:: Problem statement ::
Find the word "instrument" below. Copy each line that has it.

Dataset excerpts

★ ★ ★ ★ ★ ★ ★

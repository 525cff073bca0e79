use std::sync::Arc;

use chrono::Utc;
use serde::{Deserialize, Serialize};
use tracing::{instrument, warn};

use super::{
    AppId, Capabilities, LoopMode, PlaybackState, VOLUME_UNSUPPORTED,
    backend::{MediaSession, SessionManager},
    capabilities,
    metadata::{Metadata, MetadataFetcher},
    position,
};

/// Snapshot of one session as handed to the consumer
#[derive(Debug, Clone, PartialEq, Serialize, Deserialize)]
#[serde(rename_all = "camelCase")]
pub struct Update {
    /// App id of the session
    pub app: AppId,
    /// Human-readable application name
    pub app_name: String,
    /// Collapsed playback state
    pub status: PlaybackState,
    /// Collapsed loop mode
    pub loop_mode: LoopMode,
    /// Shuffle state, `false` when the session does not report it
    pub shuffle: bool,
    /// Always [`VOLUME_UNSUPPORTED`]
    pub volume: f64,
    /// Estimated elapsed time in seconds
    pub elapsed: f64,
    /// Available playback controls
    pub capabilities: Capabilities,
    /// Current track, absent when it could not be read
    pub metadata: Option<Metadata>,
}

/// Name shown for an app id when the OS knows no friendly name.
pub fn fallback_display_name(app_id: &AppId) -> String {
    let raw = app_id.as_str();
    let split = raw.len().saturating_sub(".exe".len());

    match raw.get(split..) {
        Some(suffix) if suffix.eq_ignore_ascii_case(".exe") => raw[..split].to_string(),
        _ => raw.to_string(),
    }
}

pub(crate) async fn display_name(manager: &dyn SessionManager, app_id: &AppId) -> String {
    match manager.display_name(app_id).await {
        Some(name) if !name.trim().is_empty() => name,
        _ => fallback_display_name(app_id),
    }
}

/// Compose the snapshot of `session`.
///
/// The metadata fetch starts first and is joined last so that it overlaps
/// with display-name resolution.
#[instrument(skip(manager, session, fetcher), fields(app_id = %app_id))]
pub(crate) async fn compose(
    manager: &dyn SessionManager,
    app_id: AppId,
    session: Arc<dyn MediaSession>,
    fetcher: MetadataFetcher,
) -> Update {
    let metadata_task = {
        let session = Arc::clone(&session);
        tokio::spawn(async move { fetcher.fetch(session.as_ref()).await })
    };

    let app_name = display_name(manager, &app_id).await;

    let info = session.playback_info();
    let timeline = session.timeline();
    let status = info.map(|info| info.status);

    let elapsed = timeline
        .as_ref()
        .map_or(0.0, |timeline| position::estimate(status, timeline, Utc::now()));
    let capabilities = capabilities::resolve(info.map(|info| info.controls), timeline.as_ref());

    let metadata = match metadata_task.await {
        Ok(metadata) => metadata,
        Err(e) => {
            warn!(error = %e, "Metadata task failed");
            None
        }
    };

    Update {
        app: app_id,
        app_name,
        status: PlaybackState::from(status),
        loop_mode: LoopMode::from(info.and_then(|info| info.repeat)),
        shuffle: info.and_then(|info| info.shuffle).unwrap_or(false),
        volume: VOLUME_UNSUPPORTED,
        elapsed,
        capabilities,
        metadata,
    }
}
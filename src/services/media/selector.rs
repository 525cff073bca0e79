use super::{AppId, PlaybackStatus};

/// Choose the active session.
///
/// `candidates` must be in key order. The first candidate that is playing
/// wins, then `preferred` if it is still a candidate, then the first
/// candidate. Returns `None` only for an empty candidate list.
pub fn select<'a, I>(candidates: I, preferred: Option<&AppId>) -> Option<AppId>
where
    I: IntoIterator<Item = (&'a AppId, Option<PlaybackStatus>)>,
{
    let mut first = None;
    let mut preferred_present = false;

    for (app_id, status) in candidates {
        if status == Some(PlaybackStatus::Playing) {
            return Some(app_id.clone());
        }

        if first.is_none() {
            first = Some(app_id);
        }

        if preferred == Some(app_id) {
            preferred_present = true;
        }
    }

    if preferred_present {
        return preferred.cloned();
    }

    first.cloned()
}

★ ★ ★ ★ ★ ★ ★

:: Task response ::
use tracing::{instrument, warn};
#[instrument(skip(manager, session, fetcher), fields(app_id = %app_id))]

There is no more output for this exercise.